Black men are disproportionately affected by heart attack and stroke, in fact dying at a higher rate than other racial groups. But a 2011, presentation at the American Heart Association in Florida revealed that people who visit the dentist regularly to have their teeth cleaned may in fact, lower their risk for heart attack or stroke.

The results come from research that followed more than 100,000 people with no history of heart problems or stroke for an average of seven years. The researchers from Taiwan found those who had their teeth scraped and cleaned by a dentist or dental hygienist at least twice a year for two years had a 24% lower risk for heart attack and a 13% lower risk for stroke compared to those who never went to the dentist or only went once in two years.

“Protection from heart disease and stroke was more pronounced in participants who got tooth scaling at least once a year,” said Dr. Emily (Zu-Yin) Chen, a cardiology fellow at the Veterans General Hospital in Taipei in a news release from the American Heart Association.

Professional teeth cleanings seem to reduce the growth of bacteria, which causes inflammation and can lead to the development of heart disease or stroke, she added.

Links between oral health and heart health are well known. “The results are not surprising since there have been many studies showing association between inflammation and heart disease,” said Dr. Lawrence Phillips, assistant professor of medicine in the division of cardiology and Director, Nuclear Cardiology at NYU Langone Medical Center, New York City. “With tooth scaling, the thought is that chronic inflammation is decreased. Good dental hygiene is recommended for all patients,” he added.

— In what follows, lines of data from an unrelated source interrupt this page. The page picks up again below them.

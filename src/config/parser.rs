//! Line-oriented parameter-file parser.
//!
//! ```text
//! datadir: /data/ppta/
//! out: /out/noise/
//! {0}
//! noise_model_file: model_0.json
//! {1}
//! noise_model_file: model_1.json
//! sn_lgA: -18 -11
//! ```
//!
//! Rows before the first `{N}` marker go to the global namespace; rows after it go
//! to model `N` until the next marker.

use std::fs;
use std::path::Path;

use crate::config::schema::FieldSchema;
use crate::domain::{RunConfig, Value, ValueKind};
use crate::error::WarpError;

/// Read and parse a parameter file.
pub fn parse_params_file(path: &Path, schema: &FieldSchema) -> Result<RunConfig, WarpError> {
    let text = fs::read_to_string(path).map_err(|e| WarpError::io(path, e))?;
    parse_params_str(path, &text, schema)
}

/// Parse parameter-file contents. `path` is only used for error messages.
pub fn parse_params_str(path: &Path, text: &str, schema: &FieldSchema) -> Result<RunConfig, WarpError> {
    let mut run = RunConfig::new(path);
    let mut current: Option<usize> = None;

    for (idx, line) in text.lines().enumerate() {
        let line_no = idx + 1;

        if let Some(model_id) = model_marker(line) {
            current = Some(run.open_model(model_id));
            continue;
        }

        let mut tokens = line.split_whitespace();
        let key = tokens.next().unwrap_or_default();
        let data: Vec<&str> = tokens.collect();

        let spec = schema.lookup(key).ok_or_else(|| WarpError::UnknownField {
            path: path.to_path_buf(),
            line: line_no,
            key: key.to_string(),
        })?;

        if data.is_empty() {
            return Err(WarpError::MissingValue {
                path: path.to_path_buf(),
                line: line_no,
                key: key.to_string(),
            });
        }

        let kinds: Vec<ValueKind> = if spec.kinds.len() == 1 {
            vec![spec.kinds[0]; data.len()]
        } else if data.len() > spec.kinds.len() {
            return Err(WarpError::FieldArity {
                path: path.to_path_buf(),
                line: line_no,
                key: key.to_string(),
                expected: spec.kinds.len(),
                got: data.len(),
            });
        } else {
            spec.kinds.clone()
        };

        let mut values = Vec::with_capacity(data.len());
        for (token, kind) in data.iter().zip(kinds) {
            let value = kind.convert(token).ok_or_else(|| WarpError::FieldType {
                path: path.to_path_buf(),
                line: line_no,
                key: key.to_string(),
                token: token.to_string(),
                expected: kind,
            })?;
            values.push(value);
        }

        let value = if values.len() == 1 {
            values.remove(0)
        } else {
            Value::List(values)
        };

        match current {
            Some(model_idx) => run.models[model_idx].fields.insert(spec.attr.clone(), value),
            None => run.globals.insert(spec.attr.clone(), value),
        };
    }

    if run.models.is_empty() {
        run.open_model(0);
    }

    Ok(run)
}

/// `Some(N)` if the text between the first `{` and the following `}` is all digits.
fn model_marker(line: &str) -> Option<u32> {
    let open = line.find('{')?;
    let rest = &line[open + 1..];
    let close = rest.find('}')?;
    let inner = &rest[..close];
    if inner.is_empty() || !inner.bytes().all(|b| b.is_ascii_digit()) {
        return None;
    }
    inner.parse().ok()
}
//! Parameter-file interpreter.
//!
//! - field schema (`schema`)
//! - line parser producing global + per-model namespaces (`parser`)
//! - override / default / clone passes (`resolve`)

pub mod parser;
pub mod resolve;
pub mod schema;

pub use parser::*;
pub use resolve::*;
pub use schema::*;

The study authors noted they did not account for other heart attack and stroke risk factors, such as weight, smoking and race, not included in the Taiwan National Health insurance database they used as the source of their information.

A separate study from Sweden revealed different types of gum disease may predict the degree of risks for heart attack, stroke and heart failure. The researchers found that fewer teeth and a higher number of infections around the base of teeth increase a person’s risk for congestive heart failure or heart attack. Moreover, they found greater incidence of gum bleeding was also associated with an increased risk for stroke.